Task objective: If a line in the entries below contains "Uuid", copy it.
-- Data for the task follows --
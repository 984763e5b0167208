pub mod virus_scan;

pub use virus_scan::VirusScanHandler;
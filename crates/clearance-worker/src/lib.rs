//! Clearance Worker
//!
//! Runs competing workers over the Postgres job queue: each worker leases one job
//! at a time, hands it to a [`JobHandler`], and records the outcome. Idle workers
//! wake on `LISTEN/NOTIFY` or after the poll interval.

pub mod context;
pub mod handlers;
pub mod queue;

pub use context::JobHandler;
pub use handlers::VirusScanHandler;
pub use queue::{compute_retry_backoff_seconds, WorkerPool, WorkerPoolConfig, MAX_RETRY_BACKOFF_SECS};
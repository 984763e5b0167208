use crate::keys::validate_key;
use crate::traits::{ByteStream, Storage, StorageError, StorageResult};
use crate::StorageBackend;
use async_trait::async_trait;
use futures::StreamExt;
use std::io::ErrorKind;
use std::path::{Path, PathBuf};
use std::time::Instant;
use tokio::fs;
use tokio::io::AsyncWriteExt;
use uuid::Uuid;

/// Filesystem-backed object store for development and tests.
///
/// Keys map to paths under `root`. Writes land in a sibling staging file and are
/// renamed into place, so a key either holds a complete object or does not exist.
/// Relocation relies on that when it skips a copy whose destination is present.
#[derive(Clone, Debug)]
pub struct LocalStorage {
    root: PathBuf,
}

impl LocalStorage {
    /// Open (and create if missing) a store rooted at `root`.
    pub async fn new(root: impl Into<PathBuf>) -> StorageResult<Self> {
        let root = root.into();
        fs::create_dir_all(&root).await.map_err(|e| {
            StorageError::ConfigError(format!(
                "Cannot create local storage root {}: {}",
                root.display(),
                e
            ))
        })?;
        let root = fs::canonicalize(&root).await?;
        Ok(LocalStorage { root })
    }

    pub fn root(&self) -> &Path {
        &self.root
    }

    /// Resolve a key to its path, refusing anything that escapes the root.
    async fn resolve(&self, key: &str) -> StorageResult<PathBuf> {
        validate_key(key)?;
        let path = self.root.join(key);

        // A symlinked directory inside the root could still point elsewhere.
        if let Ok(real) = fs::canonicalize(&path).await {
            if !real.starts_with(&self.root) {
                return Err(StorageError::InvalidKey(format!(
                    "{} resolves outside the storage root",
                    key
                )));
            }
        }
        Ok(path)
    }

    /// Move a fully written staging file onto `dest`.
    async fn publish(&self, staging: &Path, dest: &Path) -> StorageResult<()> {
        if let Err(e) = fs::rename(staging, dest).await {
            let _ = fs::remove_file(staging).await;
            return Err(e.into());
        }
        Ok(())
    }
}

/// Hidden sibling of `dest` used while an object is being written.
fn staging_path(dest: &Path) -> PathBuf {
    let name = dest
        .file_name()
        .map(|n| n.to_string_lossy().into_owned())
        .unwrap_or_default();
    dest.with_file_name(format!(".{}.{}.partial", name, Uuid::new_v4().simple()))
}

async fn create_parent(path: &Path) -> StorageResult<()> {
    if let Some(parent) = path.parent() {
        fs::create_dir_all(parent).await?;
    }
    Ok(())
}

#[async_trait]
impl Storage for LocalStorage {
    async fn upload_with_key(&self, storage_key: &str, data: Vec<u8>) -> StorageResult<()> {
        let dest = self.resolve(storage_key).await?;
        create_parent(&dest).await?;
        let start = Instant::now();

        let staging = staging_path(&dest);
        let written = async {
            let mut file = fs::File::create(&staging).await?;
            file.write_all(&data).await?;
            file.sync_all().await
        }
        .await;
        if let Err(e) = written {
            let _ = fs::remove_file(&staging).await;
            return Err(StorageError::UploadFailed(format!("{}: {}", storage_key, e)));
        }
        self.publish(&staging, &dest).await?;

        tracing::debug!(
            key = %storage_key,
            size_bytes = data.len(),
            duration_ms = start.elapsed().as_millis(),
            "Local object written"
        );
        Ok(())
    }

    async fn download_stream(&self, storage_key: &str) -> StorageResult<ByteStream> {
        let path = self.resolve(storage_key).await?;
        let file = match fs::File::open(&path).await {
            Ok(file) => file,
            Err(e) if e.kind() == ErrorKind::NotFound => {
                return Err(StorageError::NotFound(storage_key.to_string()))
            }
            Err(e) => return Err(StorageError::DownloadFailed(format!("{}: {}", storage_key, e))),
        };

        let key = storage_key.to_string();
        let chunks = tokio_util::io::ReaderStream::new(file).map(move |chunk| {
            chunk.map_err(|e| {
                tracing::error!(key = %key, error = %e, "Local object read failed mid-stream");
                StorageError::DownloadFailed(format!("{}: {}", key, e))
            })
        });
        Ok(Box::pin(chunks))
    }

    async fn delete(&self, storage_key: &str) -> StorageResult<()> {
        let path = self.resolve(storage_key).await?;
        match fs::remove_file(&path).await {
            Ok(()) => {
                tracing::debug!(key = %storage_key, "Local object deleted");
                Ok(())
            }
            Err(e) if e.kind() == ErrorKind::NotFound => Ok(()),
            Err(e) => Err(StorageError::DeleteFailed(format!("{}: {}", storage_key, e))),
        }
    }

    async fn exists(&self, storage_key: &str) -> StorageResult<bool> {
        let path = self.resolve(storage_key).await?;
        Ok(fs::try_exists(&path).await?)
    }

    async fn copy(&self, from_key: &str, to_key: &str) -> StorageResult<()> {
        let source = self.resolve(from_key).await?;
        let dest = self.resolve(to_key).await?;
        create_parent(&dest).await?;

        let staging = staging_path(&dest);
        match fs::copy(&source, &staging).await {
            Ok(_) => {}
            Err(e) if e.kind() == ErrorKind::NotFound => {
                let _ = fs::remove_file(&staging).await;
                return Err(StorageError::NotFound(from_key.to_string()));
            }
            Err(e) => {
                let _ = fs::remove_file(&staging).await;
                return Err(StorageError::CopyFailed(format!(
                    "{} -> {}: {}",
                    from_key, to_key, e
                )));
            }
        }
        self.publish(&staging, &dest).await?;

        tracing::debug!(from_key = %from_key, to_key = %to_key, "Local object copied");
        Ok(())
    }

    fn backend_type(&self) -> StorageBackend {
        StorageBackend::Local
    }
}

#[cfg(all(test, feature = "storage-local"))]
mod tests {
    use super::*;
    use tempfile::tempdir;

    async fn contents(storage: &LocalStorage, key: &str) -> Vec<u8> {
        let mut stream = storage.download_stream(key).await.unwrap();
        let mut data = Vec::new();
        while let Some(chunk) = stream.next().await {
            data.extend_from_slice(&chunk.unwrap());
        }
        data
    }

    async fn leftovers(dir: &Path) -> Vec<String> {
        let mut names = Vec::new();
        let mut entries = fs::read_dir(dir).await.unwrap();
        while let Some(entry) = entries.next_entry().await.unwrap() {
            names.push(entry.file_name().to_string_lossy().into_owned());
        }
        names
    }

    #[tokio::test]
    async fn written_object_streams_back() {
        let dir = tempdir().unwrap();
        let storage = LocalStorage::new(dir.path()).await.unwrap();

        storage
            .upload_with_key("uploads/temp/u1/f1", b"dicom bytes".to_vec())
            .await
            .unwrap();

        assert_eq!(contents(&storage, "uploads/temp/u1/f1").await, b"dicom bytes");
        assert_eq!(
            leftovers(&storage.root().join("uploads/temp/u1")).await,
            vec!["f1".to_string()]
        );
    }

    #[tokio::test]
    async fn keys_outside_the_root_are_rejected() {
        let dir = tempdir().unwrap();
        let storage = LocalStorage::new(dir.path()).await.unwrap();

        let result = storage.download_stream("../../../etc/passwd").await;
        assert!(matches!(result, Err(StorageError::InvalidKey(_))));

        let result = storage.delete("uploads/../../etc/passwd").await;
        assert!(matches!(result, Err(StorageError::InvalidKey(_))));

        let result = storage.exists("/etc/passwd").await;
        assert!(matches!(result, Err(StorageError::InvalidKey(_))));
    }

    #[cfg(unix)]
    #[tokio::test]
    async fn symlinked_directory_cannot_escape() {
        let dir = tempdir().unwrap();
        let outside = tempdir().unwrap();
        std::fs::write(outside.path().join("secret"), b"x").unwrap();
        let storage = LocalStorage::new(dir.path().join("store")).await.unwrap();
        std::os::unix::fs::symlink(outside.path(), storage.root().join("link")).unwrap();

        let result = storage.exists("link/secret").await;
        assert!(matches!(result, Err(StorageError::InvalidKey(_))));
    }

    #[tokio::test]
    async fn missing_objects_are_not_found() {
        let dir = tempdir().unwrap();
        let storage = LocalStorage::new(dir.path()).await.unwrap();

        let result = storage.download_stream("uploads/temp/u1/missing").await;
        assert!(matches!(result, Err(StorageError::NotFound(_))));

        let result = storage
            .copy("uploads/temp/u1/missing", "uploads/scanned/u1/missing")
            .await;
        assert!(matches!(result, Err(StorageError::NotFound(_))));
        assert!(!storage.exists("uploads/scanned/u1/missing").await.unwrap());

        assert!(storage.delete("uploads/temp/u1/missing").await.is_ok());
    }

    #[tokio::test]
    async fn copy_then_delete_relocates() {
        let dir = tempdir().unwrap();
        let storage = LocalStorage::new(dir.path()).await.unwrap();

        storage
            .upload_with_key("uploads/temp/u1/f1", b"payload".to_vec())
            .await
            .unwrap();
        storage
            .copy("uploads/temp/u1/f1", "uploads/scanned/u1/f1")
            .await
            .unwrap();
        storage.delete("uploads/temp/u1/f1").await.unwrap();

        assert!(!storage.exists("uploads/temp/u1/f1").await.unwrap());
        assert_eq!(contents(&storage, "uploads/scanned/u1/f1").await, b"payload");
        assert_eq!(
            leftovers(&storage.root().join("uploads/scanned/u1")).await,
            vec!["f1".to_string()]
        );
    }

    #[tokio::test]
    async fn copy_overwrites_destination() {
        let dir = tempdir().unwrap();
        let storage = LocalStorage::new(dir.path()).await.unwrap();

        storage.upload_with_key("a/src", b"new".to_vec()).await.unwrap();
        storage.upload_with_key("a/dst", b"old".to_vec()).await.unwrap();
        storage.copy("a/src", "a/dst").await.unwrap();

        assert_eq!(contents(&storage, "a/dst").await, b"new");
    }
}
-- Data for the task concluded --
-- Data for the task follows --
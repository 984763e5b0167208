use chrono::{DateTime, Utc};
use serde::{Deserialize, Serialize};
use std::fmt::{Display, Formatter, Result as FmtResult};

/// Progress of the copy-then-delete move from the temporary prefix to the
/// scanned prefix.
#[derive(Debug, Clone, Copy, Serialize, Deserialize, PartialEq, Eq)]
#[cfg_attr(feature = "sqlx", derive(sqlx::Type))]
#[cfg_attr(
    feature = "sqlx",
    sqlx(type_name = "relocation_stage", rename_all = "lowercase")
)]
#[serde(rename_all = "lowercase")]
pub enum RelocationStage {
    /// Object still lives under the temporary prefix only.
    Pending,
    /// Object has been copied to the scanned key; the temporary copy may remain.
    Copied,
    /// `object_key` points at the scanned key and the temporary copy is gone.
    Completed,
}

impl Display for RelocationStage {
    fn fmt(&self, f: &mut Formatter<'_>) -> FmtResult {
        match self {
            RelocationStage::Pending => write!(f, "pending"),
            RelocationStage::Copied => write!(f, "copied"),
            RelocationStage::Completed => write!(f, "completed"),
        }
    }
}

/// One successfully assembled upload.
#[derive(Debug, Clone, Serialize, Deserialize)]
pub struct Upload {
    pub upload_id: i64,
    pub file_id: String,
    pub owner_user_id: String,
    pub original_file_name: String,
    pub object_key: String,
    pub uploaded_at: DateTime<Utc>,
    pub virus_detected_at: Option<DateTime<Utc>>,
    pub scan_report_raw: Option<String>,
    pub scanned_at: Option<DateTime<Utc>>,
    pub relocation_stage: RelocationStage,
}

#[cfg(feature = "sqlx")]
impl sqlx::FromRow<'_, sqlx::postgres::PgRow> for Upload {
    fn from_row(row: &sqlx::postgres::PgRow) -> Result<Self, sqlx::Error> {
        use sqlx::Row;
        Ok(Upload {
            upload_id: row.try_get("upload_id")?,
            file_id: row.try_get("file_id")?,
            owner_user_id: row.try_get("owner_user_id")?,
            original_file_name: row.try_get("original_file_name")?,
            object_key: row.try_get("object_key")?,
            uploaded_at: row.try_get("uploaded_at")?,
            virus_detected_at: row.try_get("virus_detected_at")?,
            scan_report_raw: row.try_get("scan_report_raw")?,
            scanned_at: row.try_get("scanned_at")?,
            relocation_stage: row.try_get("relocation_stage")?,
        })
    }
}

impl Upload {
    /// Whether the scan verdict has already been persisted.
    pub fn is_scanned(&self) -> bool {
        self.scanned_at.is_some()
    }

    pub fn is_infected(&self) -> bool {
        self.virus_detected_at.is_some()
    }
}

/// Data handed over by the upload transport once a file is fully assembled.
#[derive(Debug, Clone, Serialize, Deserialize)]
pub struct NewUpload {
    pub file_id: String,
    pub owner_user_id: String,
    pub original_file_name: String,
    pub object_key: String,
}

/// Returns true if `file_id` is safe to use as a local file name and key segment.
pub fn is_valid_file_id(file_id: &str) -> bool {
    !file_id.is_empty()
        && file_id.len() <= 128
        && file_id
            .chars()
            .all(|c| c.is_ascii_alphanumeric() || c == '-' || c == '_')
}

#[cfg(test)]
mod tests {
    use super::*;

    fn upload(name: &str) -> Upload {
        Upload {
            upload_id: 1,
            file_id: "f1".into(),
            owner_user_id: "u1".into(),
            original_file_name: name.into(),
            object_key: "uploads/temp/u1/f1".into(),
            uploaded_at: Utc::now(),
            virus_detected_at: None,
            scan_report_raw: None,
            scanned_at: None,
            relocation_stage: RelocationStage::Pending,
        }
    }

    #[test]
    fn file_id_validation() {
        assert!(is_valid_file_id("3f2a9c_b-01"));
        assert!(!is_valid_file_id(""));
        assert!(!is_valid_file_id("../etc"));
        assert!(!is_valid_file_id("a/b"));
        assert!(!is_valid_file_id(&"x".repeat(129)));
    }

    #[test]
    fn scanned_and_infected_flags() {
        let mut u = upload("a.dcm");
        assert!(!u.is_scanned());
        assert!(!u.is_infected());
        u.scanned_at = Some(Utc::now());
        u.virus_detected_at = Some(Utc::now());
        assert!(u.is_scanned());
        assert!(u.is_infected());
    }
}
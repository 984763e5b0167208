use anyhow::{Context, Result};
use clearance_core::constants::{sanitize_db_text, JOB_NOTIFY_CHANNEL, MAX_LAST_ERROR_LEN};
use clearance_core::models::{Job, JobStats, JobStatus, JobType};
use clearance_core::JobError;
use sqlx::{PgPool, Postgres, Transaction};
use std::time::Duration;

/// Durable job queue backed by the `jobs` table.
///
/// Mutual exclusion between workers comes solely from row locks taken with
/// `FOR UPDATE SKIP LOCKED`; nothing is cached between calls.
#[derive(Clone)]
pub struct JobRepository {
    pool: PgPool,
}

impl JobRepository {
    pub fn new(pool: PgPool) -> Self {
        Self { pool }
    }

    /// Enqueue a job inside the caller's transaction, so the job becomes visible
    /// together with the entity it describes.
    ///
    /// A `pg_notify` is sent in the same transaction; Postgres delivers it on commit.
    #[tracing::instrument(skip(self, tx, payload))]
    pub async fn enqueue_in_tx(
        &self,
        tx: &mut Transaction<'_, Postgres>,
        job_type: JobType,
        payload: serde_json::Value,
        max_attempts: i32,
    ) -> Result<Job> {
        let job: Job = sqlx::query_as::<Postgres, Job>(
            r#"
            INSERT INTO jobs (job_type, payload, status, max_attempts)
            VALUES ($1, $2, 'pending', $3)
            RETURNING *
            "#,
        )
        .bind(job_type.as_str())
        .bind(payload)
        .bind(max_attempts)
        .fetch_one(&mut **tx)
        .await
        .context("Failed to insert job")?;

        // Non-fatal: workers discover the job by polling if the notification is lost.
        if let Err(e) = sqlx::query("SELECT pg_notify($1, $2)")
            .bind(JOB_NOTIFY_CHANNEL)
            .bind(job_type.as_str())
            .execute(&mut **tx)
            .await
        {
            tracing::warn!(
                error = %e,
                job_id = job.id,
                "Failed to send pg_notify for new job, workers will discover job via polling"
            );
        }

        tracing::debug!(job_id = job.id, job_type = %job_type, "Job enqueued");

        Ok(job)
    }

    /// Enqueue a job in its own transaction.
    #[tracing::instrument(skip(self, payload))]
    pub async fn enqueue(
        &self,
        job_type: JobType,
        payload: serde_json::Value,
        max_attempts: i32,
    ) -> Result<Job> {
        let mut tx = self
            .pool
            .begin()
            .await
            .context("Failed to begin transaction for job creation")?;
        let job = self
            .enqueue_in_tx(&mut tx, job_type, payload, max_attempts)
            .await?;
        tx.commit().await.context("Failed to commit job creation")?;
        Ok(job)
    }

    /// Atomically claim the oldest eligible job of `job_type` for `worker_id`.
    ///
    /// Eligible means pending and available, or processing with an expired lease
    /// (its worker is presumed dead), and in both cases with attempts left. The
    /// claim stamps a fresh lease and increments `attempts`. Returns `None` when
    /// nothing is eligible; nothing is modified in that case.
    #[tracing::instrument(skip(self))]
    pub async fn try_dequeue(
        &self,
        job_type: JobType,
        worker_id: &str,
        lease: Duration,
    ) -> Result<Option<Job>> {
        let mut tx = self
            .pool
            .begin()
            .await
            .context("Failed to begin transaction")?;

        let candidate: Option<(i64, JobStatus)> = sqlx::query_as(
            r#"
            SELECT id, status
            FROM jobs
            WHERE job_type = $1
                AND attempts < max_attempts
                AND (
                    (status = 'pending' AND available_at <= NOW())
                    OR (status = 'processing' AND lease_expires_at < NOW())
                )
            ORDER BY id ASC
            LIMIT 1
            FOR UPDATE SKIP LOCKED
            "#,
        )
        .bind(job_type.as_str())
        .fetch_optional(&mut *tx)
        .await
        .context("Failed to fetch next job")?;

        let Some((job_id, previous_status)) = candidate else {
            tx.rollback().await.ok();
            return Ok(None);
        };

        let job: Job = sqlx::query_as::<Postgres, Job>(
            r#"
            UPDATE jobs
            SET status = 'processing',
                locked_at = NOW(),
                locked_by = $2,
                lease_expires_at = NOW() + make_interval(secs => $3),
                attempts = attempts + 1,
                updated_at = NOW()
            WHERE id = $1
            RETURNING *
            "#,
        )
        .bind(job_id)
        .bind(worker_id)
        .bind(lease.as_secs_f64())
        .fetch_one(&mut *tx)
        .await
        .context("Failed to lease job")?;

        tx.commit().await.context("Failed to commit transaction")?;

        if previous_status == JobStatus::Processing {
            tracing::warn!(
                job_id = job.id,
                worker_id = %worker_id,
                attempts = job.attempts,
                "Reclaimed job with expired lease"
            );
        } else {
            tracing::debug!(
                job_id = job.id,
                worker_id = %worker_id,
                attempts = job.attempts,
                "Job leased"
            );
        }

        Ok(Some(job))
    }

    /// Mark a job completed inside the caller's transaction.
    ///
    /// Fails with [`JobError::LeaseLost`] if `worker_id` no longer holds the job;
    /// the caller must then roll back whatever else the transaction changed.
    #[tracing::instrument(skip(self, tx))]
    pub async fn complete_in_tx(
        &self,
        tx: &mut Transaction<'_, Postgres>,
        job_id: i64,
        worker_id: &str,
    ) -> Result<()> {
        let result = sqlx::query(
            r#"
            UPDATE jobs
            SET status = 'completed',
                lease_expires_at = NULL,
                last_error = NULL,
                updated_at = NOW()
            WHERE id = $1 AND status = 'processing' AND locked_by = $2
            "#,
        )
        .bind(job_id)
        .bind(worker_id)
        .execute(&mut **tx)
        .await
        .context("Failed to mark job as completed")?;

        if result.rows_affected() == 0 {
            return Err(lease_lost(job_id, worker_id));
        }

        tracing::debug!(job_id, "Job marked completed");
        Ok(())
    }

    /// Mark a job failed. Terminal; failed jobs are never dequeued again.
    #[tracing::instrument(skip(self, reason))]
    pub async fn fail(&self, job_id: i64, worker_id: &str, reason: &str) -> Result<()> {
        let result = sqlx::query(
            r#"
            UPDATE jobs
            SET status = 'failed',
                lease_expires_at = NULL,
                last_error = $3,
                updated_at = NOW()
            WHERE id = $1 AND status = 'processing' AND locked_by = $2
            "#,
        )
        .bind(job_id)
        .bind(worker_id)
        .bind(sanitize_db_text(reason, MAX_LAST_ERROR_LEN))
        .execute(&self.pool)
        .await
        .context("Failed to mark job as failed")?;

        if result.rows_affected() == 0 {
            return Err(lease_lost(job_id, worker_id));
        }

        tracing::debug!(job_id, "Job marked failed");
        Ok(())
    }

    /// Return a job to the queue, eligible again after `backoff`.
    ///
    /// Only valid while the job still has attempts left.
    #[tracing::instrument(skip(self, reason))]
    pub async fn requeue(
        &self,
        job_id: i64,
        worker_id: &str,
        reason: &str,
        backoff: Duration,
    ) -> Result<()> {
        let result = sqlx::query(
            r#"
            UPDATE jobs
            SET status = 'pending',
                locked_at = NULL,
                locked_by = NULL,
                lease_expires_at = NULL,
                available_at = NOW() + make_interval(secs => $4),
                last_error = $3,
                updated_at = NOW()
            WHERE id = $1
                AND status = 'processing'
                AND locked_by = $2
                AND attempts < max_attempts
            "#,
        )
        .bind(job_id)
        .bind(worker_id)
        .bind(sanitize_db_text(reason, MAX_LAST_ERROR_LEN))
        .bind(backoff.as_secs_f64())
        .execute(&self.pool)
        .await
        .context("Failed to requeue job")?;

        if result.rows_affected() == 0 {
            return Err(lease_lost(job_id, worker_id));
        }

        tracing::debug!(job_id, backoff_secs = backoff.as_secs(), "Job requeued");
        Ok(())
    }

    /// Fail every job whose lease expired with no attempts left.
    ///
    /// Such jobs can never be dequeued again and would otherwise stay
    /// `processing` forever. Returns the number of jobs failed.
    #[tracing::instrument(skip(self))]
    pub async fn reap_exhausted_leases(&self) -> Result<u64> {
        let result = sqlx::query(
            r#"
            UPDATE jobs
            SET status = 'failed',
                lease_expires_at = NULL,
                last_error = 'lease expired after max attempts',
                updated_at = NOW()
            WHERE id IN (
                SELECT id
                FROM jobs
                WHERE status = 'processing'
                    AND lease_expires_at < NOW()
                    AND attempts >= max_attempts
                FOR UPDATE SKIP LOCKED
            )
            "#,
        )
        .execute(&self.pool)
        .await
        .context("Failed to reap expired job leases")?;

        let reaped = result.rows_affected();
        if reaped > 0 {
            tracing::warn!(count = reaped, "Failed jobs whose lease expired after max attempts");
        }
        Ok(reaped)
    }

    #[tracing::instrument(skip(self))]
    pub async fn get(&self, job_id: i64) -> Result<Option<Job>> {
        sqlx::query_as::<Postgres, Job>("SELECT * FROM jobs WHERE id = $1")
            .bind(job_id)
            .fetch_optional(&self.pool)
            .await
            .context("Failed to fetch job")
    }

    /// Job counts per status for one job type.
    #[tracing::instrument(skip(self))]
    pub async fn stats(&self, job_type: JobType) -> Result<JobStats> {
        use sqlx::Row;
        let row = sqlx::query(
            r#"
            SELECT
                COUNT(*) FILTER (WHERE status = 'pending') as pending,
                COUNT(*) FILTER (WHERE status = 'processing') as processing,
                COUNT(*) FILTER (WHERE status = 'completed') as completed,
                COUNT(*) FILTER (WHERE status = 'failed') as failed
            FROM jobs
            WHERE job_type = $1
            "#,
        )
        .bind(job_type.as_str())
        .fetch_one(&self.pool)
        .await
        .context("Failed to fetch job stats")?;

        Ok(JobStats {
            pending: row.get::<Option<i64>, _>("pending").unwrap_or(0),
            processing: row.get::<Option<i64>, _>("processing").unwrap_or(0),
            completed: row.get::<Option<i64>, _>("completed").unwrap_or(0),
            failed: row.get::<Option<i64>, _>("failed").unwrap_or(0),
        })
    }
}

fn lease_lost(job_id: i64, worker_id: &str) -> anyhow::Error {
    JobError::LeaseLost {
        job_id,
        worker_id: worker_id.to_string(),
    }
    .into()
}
-- Data for the task concluded --
Response:
use uuid::Uuid;
    dest.with_file_name(format!(".{}.{}.partial", name, Uuid::new_v4().simple()))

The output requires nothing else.